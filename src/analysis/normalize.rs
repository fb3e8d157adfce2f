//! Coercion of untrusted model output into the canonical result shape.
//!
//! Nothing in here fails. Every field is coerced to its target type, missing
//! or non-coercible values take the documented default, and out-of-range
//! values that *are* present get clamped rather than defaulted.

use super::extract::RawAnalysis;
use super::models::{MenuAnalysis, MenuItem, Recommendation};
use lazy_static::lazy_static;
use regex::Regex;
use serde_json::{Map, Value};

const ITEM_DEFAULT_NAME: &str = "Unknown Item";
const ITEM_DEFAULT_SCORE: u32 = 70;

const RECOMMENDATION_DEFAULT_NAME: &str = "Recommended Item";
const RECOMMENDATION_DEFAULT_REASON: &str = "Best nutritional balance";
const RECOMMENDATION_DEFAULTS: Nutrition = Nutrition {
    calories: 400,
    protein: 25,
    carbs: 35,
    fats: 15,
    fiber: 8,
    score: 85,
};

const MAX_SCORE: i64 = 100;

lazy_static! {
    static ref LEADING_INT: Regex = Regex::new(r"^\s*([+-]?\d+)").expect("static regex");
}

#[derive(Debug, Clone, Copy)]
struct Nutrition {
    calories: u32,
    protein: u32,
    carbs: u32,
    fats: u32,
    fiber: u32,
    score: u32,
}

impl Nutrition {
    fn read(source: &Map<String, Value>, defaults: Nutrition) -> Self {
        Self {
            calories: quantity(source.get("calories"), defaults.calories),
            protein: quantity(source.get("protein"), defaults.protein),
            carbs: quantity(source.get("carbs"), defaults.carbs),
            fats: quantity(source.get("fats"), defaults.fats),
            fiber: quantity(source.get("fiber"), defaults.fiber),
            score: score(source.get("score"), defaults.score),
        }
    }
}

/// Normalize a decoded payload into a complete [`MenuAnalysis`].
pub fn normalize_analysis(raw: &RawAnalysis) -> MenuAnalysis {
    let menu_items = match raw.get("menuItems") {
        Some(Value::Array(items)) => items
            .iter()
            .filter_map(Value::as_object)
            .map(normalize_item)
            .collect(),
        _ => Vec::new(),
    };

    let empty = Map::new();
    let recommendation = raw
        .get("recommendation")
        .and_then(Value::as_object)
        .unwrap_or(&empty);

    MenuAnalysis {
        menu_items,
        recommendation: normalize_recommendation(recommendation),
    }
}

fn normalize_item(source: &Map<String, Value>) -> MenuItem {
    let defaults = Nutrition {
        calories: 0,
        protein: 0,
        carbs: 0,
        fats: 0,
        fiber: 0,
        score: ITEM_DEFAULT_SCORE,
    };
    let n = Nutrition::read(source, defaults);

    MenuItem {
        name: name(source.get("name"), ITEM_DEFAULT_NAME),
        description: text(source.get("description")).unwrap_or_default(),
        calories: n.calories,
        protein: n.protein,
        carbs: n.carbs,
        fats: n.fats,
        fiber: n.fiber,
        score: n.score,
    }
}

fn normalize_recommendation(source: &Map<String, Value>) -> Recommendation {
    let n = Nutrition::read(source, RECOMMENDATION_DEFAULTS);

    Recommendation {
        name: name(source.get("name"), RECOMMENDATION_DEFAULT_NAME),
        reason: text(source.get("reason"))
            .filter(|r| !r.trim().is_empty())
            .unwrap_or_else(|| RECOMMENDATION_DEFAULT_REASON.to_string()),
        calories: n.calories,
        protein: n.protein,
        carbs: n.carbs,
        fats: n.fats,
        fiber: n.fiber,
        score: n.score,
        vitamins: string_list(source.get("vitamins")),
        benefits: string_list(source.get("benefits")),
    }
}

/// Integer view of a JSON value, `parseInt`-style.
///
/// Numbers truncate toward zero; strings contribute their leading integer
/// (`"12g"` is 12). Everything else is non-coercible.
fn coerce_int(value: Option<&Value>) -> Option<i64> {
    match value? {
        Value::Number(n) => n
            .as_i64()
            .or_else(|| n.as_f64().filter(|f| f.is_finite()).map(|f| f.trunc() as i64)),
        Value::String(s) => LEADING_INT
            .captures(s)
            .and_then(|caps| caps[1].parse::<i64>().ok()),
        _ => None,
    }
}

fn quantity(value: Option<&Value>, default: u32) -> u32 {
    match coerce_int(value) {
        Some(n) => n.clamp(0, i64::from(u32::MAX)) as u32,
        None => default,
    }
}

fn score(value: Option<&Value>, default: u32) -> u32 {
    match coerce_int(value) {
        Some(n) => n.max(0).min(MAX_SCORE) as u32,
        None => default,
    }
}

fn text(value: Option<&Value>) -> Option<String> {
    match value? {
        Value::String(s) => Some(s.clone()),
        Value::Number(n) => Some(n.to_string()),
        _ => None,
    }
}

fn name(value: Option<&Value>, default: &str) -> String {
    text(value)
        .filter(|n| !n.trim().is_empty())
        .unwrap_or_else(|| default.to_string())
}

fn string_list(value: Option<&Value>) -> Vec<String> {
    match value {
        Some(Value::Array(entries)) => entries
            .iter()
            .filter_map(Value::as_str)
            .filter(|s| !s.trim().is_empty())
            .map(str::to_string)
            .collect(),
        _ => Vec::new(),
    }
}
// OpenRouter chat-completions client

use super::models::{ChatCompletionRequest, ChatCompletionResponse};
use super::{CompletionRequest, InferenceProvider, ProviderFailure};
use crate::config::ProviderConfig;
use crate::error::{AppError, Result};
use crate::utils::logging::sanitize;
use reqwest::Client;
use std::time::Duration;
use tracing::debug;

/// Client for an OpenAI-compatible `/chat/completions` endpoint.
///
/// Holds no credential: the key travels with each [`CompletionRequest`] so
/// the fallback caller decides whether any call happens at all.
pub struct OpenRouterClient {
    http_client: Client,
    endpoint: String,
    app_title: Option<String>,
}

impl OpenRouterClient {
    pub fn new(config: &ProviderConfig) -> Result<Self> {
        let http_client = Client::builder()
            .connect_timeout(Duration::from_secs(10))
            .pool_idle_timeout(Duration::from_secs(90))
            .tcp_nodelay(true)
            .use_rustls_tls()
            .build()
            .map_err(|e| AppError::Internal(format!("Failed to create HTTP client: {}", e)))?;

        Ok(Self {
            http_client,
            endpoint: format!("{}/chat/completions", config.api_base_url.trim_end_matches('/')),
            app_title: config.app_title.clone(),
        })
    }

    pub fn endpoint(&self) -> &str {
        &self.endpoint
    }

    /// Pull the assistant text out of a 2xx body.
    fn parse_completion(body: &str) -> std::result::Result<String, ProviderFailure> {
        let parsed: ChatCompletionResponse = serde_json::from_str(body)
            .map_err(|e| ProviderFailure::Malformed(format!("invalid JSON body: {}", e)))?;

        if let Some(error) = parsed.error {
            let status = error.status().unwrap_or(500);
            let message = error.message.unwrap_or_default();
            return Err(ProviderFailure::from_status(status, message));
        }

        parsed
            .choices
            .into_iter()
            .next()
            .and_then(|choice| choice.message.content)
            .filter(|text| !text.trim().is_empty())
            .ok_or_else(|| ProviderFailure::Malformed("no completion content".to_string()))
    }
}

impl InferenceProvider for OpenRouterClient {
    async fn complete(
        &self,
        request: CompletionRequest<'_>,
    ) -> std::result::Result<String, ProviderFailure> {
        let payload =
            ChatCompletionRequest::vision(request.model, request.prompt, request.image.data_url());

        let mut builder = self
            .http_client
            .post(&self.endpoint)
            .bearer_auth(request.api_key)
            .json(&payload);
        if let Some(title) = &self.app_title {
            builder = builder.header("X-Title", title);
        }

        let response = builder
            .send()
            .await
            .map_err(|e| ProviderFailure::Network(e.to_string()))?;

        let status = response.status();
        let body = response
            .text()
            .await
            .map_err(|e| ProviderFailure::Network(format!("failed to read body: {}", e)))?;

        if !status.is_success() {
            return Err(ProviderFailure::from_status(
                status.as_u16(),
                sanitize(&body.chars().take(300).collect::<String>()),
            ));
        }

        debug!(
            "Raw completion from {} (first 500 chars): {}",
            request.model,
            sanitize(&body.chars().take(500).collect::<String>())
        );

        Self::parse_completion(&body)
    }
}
┄┄┄┄┄┄┄┄┄┄┄┄┄┄┄┄┄┄┄┄
__TASK REQUIREMENTS__
Among the records above, find each line containing the string "ChatCompletionRequest" and copy it.

__RESPONSE AREA__
use super::models::{ChatCompletionRequest, ChatCompletionResponse};
            ChatCompletionRequest::vision(request.model, request.prompt, request.image.data_url());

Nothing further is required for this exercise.